__Exercise instructions__: Track down each line below containing the string "retain" and copy it.

***** Record excerpts *****

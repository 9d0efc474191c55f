//! EEG alpha-band power estimate
//!
//! Alpha power is the share of rectified signal power removed by a notch
//! tuned to the alpha band: the difference between slow moving averages of
//! the raw and the notched deviation from mid-scale, minus a resting baseline.

use crate::config::FrontEndConfig;
use crate::filters::BiquadFilter;
use crate::processor::SampleProcessor;

#[derive(Debug, Clone)]
pub struct AlphaPowerEstimator {
    notch: BiquadFilter,
    dc_offset: f64,
    weight: f64,
    baseline: f64,
    raw_power: f64,
    notched_power: f64,
    alpha_power: f64,
}

impl AlphaPowerEstimator {
    pub fn new(notch: BiquadFilter, dc_offset: f64, weight: f64, baseline: f64) -> Self {
        Self {
            notch,
            dc_offset,
            weight,
            baseline,
            raw_power: 0.0,
            notched_power: 0.0,
            alpha_power: 0.0,
        }
    }

    /// Estimator with a freshly designed notch
    pub fn from_config(config: &FrontEndConfig) -> Self {
        Self::new(
            BiquadFilter::new("eeg_notch", config.notch_coefficients()),
            config.eeg_dc_offset,
            config.eeg_power_weight,
            config.eeg_baseline,
        )
    }

    /// Feed one raw sample and return the updated alpha power
    pub fn update(&mut self, sample: i32) -> f64 {
        let retain = 1.0 - self.weight;

        self.raw_power = self.raw_power * retain
            + self.weight * (f64::from(sample) - self.dc_offset).abs();

        let notched = self.notch.apply(sample);
        self.notched_power = self.notched_power * retain
            + self.weight * (f64::from(notched) - self.dc_offset).abs();

        self.alpha_power = (self.raw_power - self.notched_power - self.baseline).max(0.0);
        self.alpha_power
    }

    pub fn alpha_power(&self) -> f64 {
        self.alpha_power
    }

    pub fn raw_power(&self) -> f64 {
        self.raw_power
    }

    pub fn notched_power(&self) -> f64 {
        self.notched_power
    }

    pub fn reset(&mut self) {
        self.notch.reset();
        self.raw_power = 0.0;
        self.notched_power = 0.0;
        self.alpha_power = 0.0;
    }
}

*****

__Answer to the problem__:
        let retain = 1.0 - self.weight;
        self.raw_power = self.raw_power * retain
        self.notched_power = self.notched_power * retain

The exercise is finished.